It even had commercial and residential heating as a target for hydrogen, which is a fairly ludicrous proposition given that even in November of 2022 there were dozens of studies globally that made it clear that it was a terrible idea from a safety and economics perspective, and that heat pumps were completely fit for purpose at a much lower cost and risk profile.

And, of course, the strategy had a lot of hydrogen manufacturing from fossil fuels with carbon capture and storage (CCS) bolted on, even though the vast majority of CCS, especially in the USA, is used for enhanced oil recovery (EOR), a non-starter as a climate solution.

Why did that strategy go so wrong? Well, it was authored almost entirely by the US Department of Energy (DOE), with little apparent input from the actual end use case sectors for hydrogen today.
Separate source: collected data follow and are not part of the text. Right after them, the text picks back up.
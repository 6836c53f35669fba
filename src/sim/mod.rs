//! Simulation module
//!
//! All puzzle logic lives here. This module must stay free of rendering and
//! platform code:
//! - Entities carry plain position/velocity/color data, no display handles
//! - The integrator and analyzer hold no state between calls
//! - Iteration order is batch index order

pub mod cluster;
pub mod physics;
pub mod session;
pub mod state;

pub use cluster::{Analyzer, Cluster, components, reachable};
pub use physics::{Integrator, Tuning, bounce_off_walls, clamp_speed, cursor_push, resolve_overlap};
pub use session::{BallView, FrameInput, Session, SessionPhase, tick};
pub use state::{Arena, Ball, BallColor, PALETTE, required_balls, spawn_batch, validate_counts};
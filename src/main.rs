//! Chroma Cluster headless runner
//!
//! Runs one session at ~60 Hz with a scripted cursor sweeping the arena and
//! logs progress. Rendering lives outside this crate.
//!
//! Usage: `chroma-cluster [settings.json]` (log level via `RUST_LOG`)

use std::time::{Duration, Instant, SystemTime, UNIX_EPOCH};

use glam::Vec2;

use chroma_cluster::Settings;
use chroma_cluster::format_elapsed;
use chroma_cluster::sim::{Arena, FrameInput, Session, tick};

/// Target frame interval
const FRAME_TIME: Duration = Duration::from_millis(16);
/// Give up after this many frames (about a minute)
const MAX_FRAMES: u64 = 60 * 60;

/// Cursor position for a frame: a slow Lissajous curve over the arena
fn sweep_cursor(arena: &Arena, frame: u64) -> Vec2 {
    let t = frame as f32 * 0.02;
    let half = Vec2::new(arena.width, arena.height) / 2.0;
    half + Vec2::new((t * 1.3).sin(), (t * 0.7).cos()) * half * 0.9
}

fn main() {
    env_logger::init();
    log::info!("Chroma Cluster (headless) starting...");

    let settings = match std::env::args().nth(1) {
        Some(path) => Settings::load_or_default(path),
        None => Settings::default(),
    };

    let seed = SystemTime::now()
        .duration_since(UNIX_EPOCH)
        .map(|d| d.as_millis() as u64)
        .unwrap_or(0);
    let mut session = Session::with_config(seed, settings.arena, settings.tuning);

    if let Err(err) = session.start(settings.ball_count, settings.color_count) {
        log::error!("{}", err);
        std::process::exit(1);
    }

    let arena = settings.arena;
    for frame in 0..MAX_FRAMES {
        let input = FrameInput {
            cursor: Some(sweep_cursor(&arena, frame)),
        };
        tick(&mut session, &input, Instant::now());

        if session.is_won() {
            break;
        }
        if frame % 60 == 0 {
            let highlighted = session.highlights().iter().filter(|&&h| h).count();
            log::info!(
                "{} clusters={} highlighted={}/{}",
                format_elapsed(session.elapsed_ms()),
                session.cluster_count(),
                highlighted,
                session.balls().len()
            );
        }
        std::thread::sleep(FRAME_TIME);
    }

    if session.is_won() {
        println!("Solved in {}", format_elapsed(session.elapsed_ms()));
    } else {
        println!(
            "Not solved after {} ({} clusters left)",
            format_elapsed(session.elapsed_ms()),
            session.cluster_count()
        );
    }
}

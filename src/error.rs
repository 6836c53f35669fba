//! Error types
//!
//! Nothing in the simulation is fatal: a bad ball/color combination keeps
//! the session from starting and the message is handed back to the caller.

use thiserror::Error;

/// Why a session refused to start
#[derive(Debug, Clone, PartialEq, Eq, Error)]
pub enum StartError {
    /// Fewer than two balls per color would let a lone ball win on its own
    #[error("need at least {required} balls for {colors} colors (got {balls})")]
    NotEnoughBalls {
        balls: usize,
        colors: usize,
        required: usize,
    },

    /// Color count is zero or larger than the palette
    #[error("color count must be between 1 and {max} (got {colors})")]
    UnsupportedColorCount { colors: usize, max: usize },
}

/// Errors from reading a settings file
#[derive(Debug, Error)]
pub enum SettingsError {
    #[error("failed to read settings: {0}")]
    Io(#[from] std::io::Error),

    #[error("failed to parse settings: {0}")]
    Parse(#[from] serde_json::Error),

    #[error("invalid settings: {0}")]
    Invalid(#[from] StartError),

    #[error("invalid settings: {field} = {value} (expected {expected})")]
    OutOfRange {
        field: &'static str,
        value: f32,
        expected: &'static str,
    },
}
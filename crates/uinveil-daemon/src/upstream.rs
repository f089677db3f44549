//! Outbound fetch of the avatar from the upstream provider.

use std::time::Duration;

use axum::body::Body;
use axum::http::header;
use axum::response::Response;
use reqwest::Client;
use tracing::{debug, instrument};
use uinveil_common::{Params, ProxyConfig, params_to_query};
use url::Url;

use crate::config::UpstreamSettings;
use crate::error::{DaemonError, Result};

/// Response headers copied from the upstream reply.
static FORWARDED_HEADERS: [header::HeaderName; 6] = [
    header::CONTENT_TYPE,
    header::CONTENT_LENGTH,
    header::CACHE_CONTROL,
    header::EXPIRES,
    header::LAST_MODIFIED,
    header::ETAG,
];

/// HTTP client bound to the configured upstream endpoint.
#[derive(Debug, Clone)]
pub struct Upstream {
    client: Client,
    base_url: Url,
}

impl Upstream {
    /// Builds the client with the configured timeouts.
    ///
    /// # Errors
    ///
    /// Returns an error if `base_url` is invalid or the client cannot be built.
    pub fn new(proxy: &ProxyConfig, settings: &UpstreamSettings) -> Result<Self> {
        let base_url = Url::parse(&proxy.base_url)
            .map_err(|e| DaemonError::Config(format!("Invalid proxy.base_url: {e}")))?;

        let client = Client::builder()
            .connect_timeout(Duration::from_secs(settings.connect_timeout_secs))
            .timeout(Duration::from_secs(settings.timeout_secs))
            .build()?;

        Ok(Self { client, base_url })
    }

    /// The upstream URL for a final parameter set.
    ///
    /// Any query on `base_url` is replaced.
    #[must_use]
    pub fn url_for(&self, search: &Params) -> Url {
        let mut url = self.base_url.clone();
        let query = params_to_query(search);
        url.set_query((!query.is_empty()).then_some(query.as_str()));
        url
    }

    /// Fetches the resource and relays status, selected headers and a streamed body.
    ///
    /// Redirects are followed. Upstream error statuses are relayed as-is.
    ///
    /// # Errors
    ///
    /// Returns [`DaemonError::Upstream`] if no response could be obtained.
    #[instrument(skip_all)]
    pub async fn fetch(&self, search: &Params) -> Result<Response> {
        let url = self.url_for(search);
        let upstream = self.client.get(url).send().await?;
        debug!(status = %upstream.status(), "Upstream responded");

        let status = upstream.status();
        let headers = upstream.headers().clone();

        let mut response = Response::new(Body::from_stream(upstream.bytes_stream()));
        *response.status_mut() = status;
        for name in &FORWARDED_HEADERS {
            if let Some(value) = headers.get(name) {
                response.headers_mut().insert(name.clone(), value.clone());
            }
        }

        Ok(response)
    }
}

#[cfg(test)]
mod tests {
    #![allow(clippy::unwrap_used)]

    use uinveil_common::ParamValue;

    use super::*;

    fn upstream(base_url: &str) -> Upstream {
        let proxy = ProxyConfig {
            base_url: base_url.to_string(),
            ..ProxyConfig::default()
        };
        Upstream::new(&proxy, &UpstreamSettings::default()).unwrap()
    }

    #[test]
    fn test_url_for() {
        let upstream = upstream("https://example.com/headimg_dl?stale=1");
        let search = Params::from([
            ("dst_uin".to_string(), ParamValue::from("100")),
            ("spec".to_string(), ParamValue::from("640")),
        ]);

        assert_eq!(
            upstream.url_for(&search).as_str(),
            "https://example.com/headimg_dl?dst_uin=100&spec=640"
        );
        assert_eq!(
            upstream.url_for(&Params::new()).as_str(),
            "https://example.com/headimg_dl"
        );
    }

    #[test]
    fn test_invalid_base_url() {
        let proxy = ProxyConfig {
            base_url: "::".to_string(),
            ..ProxyConfig::default()
        };
        assert!(matches!(
            Upstream::new(&proxy, &UpstreamSettings::default()),
            Err(DaemonError::Config(_))
        ));
    }
}
//! # uinveil
//!
//! Cloaks a user identifier inside a signed, tamper-evident URL.
//!
//! A trusted caller hands over *materials* (parameters that must include the
//! identifier). The materials are encrypted into a cipher token, a signature
//! token is computed over a policy-selected subset, and both travel in the URL.
//! Later, an untrusted client presents the URL back; the tokens are checked and
//! the original parameters are recovered for the upstream request.
//!
//! - [`cipher`]: reversible AES-128-CBC tokens with a SHA1 integrity check
//! - [`signature`]: HMAC-SHA256 tokens over canonical JSON
//! - [`canonical`]: order-independent JSON serialization
//! - [`policy`]: how untrusted extras combine with materials
//!
//! ## Example
//!
//! ```
//! use uinveil::{License, ParamValue, Params, PolicyEngine, ProxyConfig, SiteConfig};
//!
//! let site = SiteConfig::new("123456789", "123456789", vec![0xCF, 0xBA, 0x8D]);
//! let engine = PolicyEngine::new(&site, &ProxyConfig::default())?;
//! let license = License::new("test", "license-key", "secret_to_sign");
//!
//! let mut materials = Params::new();
//! materials.insert("uin".to_string(), ParamValue::from("100"));
//!
//! let tokens = engine.collect_sign(&license, &materials, &Params::new())?;
//! let verified = engine.verify_request(&license, &tokens.cipher, &tokens.sign, &Params::new())?;
//! assert_eq!(verified.mixed["dst_uin"], ParamValue::from("100"));
//! # Ok::<(), uinveil::CloakError>(())
//! ```

pub mod canonical;
pub mod cipher;
pub mod error;
pub mod policy;
pub mod signature;

pub use canonical::{canonicalize, canonicalize_params};
pub use cipher::{CipherCodec, CipherKeys};
pub use error::{CloakError, Result};
pub use policy::{LICENSE_PARAM, PolicyEngine};
pub use signature::{sign, verify};

// Re-export the shared types so callers need only one dependency
pub use uinveil_common::{
    Authentication, CollectedParams, ExtraParamPolicy, License, ParamValue, Params,
    Permissions, ProxyConfig, SearchSets, SignPolicy, SignedTokens, SiteConfig,
    VerifiedRequest, parse_query,
};
#[cfg(test)]
mod tests {
    #![allow(clippy::unwrap_used)]

    use axum::body::{Body, to_bytes};
    use axum::http::{Request, StatusCode};
    use tower::ServiceExt;
    use uinveil_common::{ErrorBody, ParamValue};
    use wiremock::matchers::{method, path, query_param};
    use wiremock::{Mock, MockServer, ResponseTemplate};

    use super::*;

    const AUTH: &str = "Bearer token-abc";

    fn config(base_url: &str, extra_param_policy: &str) -> DaemonConfig {
        DaemonConfig::from_toml(&format!(
            r#"
[site]
aes_key = "123456789"
aes_iv = "987654321"
xor_key = [207, 186, 141, 1]

[proxy]
base_url = "{base_url}/headimg_dl"

[[license]]
id = "test"
key = "a9a6446b"
secret = "secret_to_sign"
extra_param_policy = "{extra_param_policy}"

[[authentication]]
token = "token-abc"
permissions = {{ allow_license = ["test"] }}
            "#
        ))
        .unwrap()
    }

    fn app(base_url: &str, extra_param_policy: &str) -> Router {
        router(AppState::from_config(&config(base_url, extra_param_policy)).unwrap())
    }

    fn post_json(uri: &str, body: &str) -> Request<Body> {
        Request::post(uri)
            .header(header::AUTHORIZATION, AUTH)
            .header(header::CONTENT_TYPE, "application/json")
            .body(Body::from(body.to_string()))
            .unwrap()
    }

    fn get(uri: &str) -> Request<Body> {
        Request::get(uri).body(Body::empty()).unwrap()
    }

    async fn body_bytes(response: Response) -> Bytes {
        to_bytes(response.into_body(), usize::MAX).await.unwrap()
    }

    async fn json_body<T: serde::de::DeserializeOwned>(response: Response) -> T {
        serde_json::from_slice(&body_bytes(response).await).unwrap()
    }

    async fn mock_upstream() -> MockServer {
        let server = MockServer::start().await;
        Mock::given(method("GET"))
            .and(path("/headimg_dl"))
            .and(query_param("dst_uin", "100"))
            .and(query_param("spec", "640"))
            .and(query_param("img_type", "jpg"))
            .respond_with(
                ResponseTemplate::new(200)
                    .set_body_raw(b"\x89PNG".to_vec(), "image/png")
                    .insert_header("cache-control", "max-age=300"),
            )
            .mount(&server)
            .await;
        server
    }

    #[tokio::test]
    async fn test_healthz() {
        let response = app("http://127.0.0.1:9", "ignore")
            .oneshot(get("/healthz"))
            .await
            .unwrap();
        assert_eq!(response.status(), StatusCode::OK);
        let body: Value = json_body(response).await;
        assert_eq!(body, json!({"status": "ok"}));
    }

    #[tokio::test]
    async fn test_collect() {
        let request = Request::post("/avatar/collect?license=test:a9a6446b")
            .header(header::AUTHORIZATION, AUTH)
            .header(header::CONTENT_TYPE, "application/json; charset=utf-8")
            .header("X-Form-Extra", "t=1700000000&spec=100")
            .body(Body::from(r#"{"uin":"100"}"#))
            .unwrap();

        let response = app("http://127.0.0.1:9", "allow")
            .oneshot(request)
            .await
            .unwrap();
        assert_eq!(response.status(), StatusCode::OK);

        let collected: CollectedParams = json_body(response).await;
        assert_eq!(collected.license_id, "test");
        assert_eq!(collected.search.ignored["t"], ParamValue::from("1700000000"));
        assert_eq!(collected.search.mixin["dst_uin"], ParamValue::from("100"));
        assert_eq!(collected.search.mixin["spec"], ParamValue::from("100"));
        assert_eq!(collected.search.final_search["img_type"], ParamValue::from("jpg"));
        assert!(!collected.cipher.is_empty());
    }

    #[tokio::test]
    async fn test_sign_form_body() {
        let request = Request::post("/avatar/sign?license=test:a9a6446b")
            .header(header::AUTHORIZATION, AUTH)
            .header(header::CONTENT_TYPE, "application/x-www-form-urlencoded")
            .body(Body::from("uin=100"))
            .unwrap();

        let response = app("http://127.0.0.1:9", "ignore")
            .oneshot(request)
            .await
            .unwrap();
        assert_eq!(response.status(), StatusCode::OK);

        let tokens: SignedTokens = json_body(response).await;
        assert_eq!(tokens.license_id, "test");
        assert!(uinveil::verify(r#"{"uin":"100"}"#, "secret_to_sign", &tokens.sign));
    }

    #[tokio::test]
    async fn test_unauthorized() {
        let app = app("http://127.0.0.1:9", "ignore");

        let no_token = Request::post("/avatar/sign?license=test:a9a6446b")
            .header(header::CONTENT_TYPE, "application/json")
            .body(Body::from(r#"{"uin":"100"}"#))
            .unwrap();
        let wrong_key = post_json("/avatar/sign?license=test:nope", r#"{"uin":"100"}"#);
        let no_license = post_json("/avatar/sign", r#"{"uin":"100"}"#);

        for request in [no_token, wrong_key, no_license] {
            let response = app.clone().oneshot(request).await.unwrap();
            assert_eq!(response.status(), StatusCode::UNAUTHORIZED);
            assert_eq!(response.headers()[header::WWW_AUTHENTICATE], "Bearer");
            let body: ErrorBody = json_body(response).await;
            assert_eq!(body.code, 401);
        }
    }

    #[tokio::test]
    async fn test_missing_identifier() {
        let response = app("http://127.0.0.1:9", "ignore")
            .oneshot(post_json("/avatar/sign?license=test:a9a6446b", r#"{"other":"x"}"#))
            .await
            .unwrap();
        assert_eq!(response.status(), StatusCode::BAD_REQUEST);
        let body: ErrorBody = json_body(response).await;
        assert_eq!(body.message, "Missing parameter: uin");
    }

    #[tokio::test]
    async fn test_missing_content_type() {
        let request = Request::post("/avatar/sign?license=test:a9a6446b")
            .header(header::AUTHORIZATION, AUTH)
            .body(Body::from(r#"{"uin":"100"}"#))
            .unwrap();
        let response = app("http://127.0.0.1:9", "ignore")
            .oneshot(request)
            .await
            .unwrap();
        assert_eq!(response.status(), StatusCode::BAD_REQUEST);
    }

    #[tokio::test]
    async fn test_deny_policy_rejects_extra_header() {
        let request = Request::post("/avatar/sign?license=test:a9a6446b")
            .header(header::AUTHORIZATION, AUTH)
            .header(header::CONTENT_TYPE, "application/json")
            .header("X-Form-Extra", "foo=bar")
            .body(Body::from(r#"{"uin":"100"}"#))
            .unwrap();
        let response = app("http://127.0.0.1:9", "deny")
            .oneshot(request)
            .await
            .unwrap();
        assert_eq!(response.status(), StatusCode::BAD_REQUEST);
        let body: ErrorBody = json_body(response).await;
        assert_eq!(body.message, "extra not allowed");
    }

    #[tokio::test]
    async fn test_signed_url_round_trip() {
        let upstream = mock_upstream().await;
        let app = app(&upstream.uri(), "ignore");

        let response = app
            .clone()
            .oneshot(post_json(
                "/avatar/url?license=test:a9a6446b&prefix=",
                r#"{"uin":"100"}"#,
            ))
            .await
            .unwrap();
        assert_eq!(response.status(), StatusCode::OK);
        let signed: SignedUrl = json_body(response).await;
        assert!(signed.url.starts_with("/avatar?dst_uin=100&C="));

        let response = app.oneshot(get(&signed.url)).await.unwrap();
        assert_eq!(response.status(), StatusCode::OK);
        assert_eq!(response.headers()[header::CONTENT_TYPE], "image/png");
        assert_eq!(response.headers()[header::CACHE_CONTROL], "max-age=300");
        assert_eq!(&body_bytes(response).await[..], b"\x89PNG");
    }

    #[tokio::test]
    async fn test_signed_url_prefix() {
        let response = app("http://127.0.0.1:9", "ignore")
            .oneshot(post_json(
                "/avatar/url?license=test:a9a6446b&prefix=https%3A%2F%2Fcdn.example",
                r#"{"uin":"100"}"#,
            ))
            .await
            .unwrap();
        let signed: SignedUrl = json_body(response).await;
        assert!(signed.url.starts_with("https://cdn.example/avatar?"));
        assert!(signed.url.ends_with("&license=test"));
    }

    #[tokio::test]
    async fn test_avatar_missing_parameter() {
        let response = app("http://127.0.0.1:9", "ignore")
            .oneshot(get("/avatar?license=test&C=abc"))
            .await
            .unwrap();
        assert_eq!(response.status(), StatusCode::BAD_REQUEST);
        assert_eq!(&body_bytes(response).await[..], b"Missing parameter");
    }

    #[tokio::test]
    async fn test_avatar_unknown_license() {
        let response = app("http://127.0.0.1:9", "ignore")
            .oneshot(get("/avatar?license=ghost&C=abc&S=def"))
            .await
            .unwrap();
        assert_eq!(response.status(), StatusCode::FORBIDDEN);
        assert_eq!(&body_bytes(response).await[..], b"Invalid license");
    }

    #[tokio::test]
    async fn test_avatar_forged() {
        let app = app("http://127.0.0.1:9", "ignore");

        let response = app
            .clone()
            .oneshot(post_json("/avatar/sign?license=test:a9a6446b", r#"{"uin":"100"}"#))
            .await
            .unwrap();
        let tokens: SignedTokens = json_body(response).await;

        let bad_sign = format!("/avatar?license=test&C={}&S=xx{}", tokens.cipher, "A".repeat(43));
        let bad_cipher = format!("/avatar?license=test&C=xxAAAA&S={}", tokens.sign);

        for uri in [bad_sign, bad_cipher] {
            let response = app.clone().oneshot(get(&uri)).await.unwrap();
            assert_eq!(response.status(), StatusCode::FORBIDDEN);
            assert_eq!(&body_bytes(response).await[..], b"Forbidden");
        }
    }

    #[tokio::test]
    async fn test_avatar_upstream_unreachable() {
        let app = app("http://127.0.0.1:9", "ignore");

        let response = app
            .clone()
            .oneshot(post_json("/avatar/sign?license=test:a9a6446b", r#"{"uin":"100"}"#))
            .await
            .unwrap();
        let tokens: SignedTokens = json_body(response).await;

        let uri = format!("/avatar?license=test&C={}&S={}", tokens.cipher, tokens.sign);
        let response = app.oneshot(get(&uri)).await.unwrap();
        assert_eq!(response.status(), StatusCode::BAD_GATEWAY);
    }
}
The fossil fuel lobby certainly had their say, as while the majority of the DOE’s budget is for commercial nuclear energy regulation and safety, the next biggest chunk is for fossil fuels, with renewables fighting for the scraps. Oil refineries use about 33% of hydrogen today to desulphurize fuel, with Houston’s heavy, sour oil refineries that deal with Venezuela’s and Alberta’s products being major consumers, although other smaller refineries use a lot too in the USA.

Clearly, that’s going to go away as peak oil hits and the quality discount against Brent crude increases with the increased cost of hydrogen, and the travel discounts remain or increase. Venezuela’s and Alberta’s products are going to be first off the market.

But did the ammonia industry get a lot of attention? Globally, about 25% of hydrogen is used to manufacture ammonia, mostly for fertilizer. It got a nod, sure, but not the lion’s share of attention it should have in any reasonable strategy.

What about direct reduction of iron (DRI) for steel? About 100 million tons of steel is manufactured with synthetic gases which are a big chunk of current hydrogen demand. Cleaning up that? Not a terribly big priority compared to expanding the market for hydrogen, including lots of fossil-fuel derived molecules, the only hope the fossil fuel industry has for continued existence at its current scale and profitability.

Hydrogen today is a global warming problem about the same size as all of aviation globally. Job one is to decarbonize its industrial use cases, not invent new markets it is badly suited for, but the first draft of the US hydrogen strategy was mostly focused on inventing new markets.

So is the updated version nine months later better? Let’s find out.

Well, it’s still being led and written by the DOE, instead of the Department of Commerce which I thought would be a better choice. However, they are making it clear that consultations, however deep or shallow, did and will involve a lot of organizations which are current and future major hydrogen stakeholders. It’s somewhat odd that the US Department of Agriculture is listed last, as fertilizer is likely the biggest demand area for hydrogen derivates existing today in the USA that isn’t going away. But that’s just poor optics, not necessarily indicative of anything.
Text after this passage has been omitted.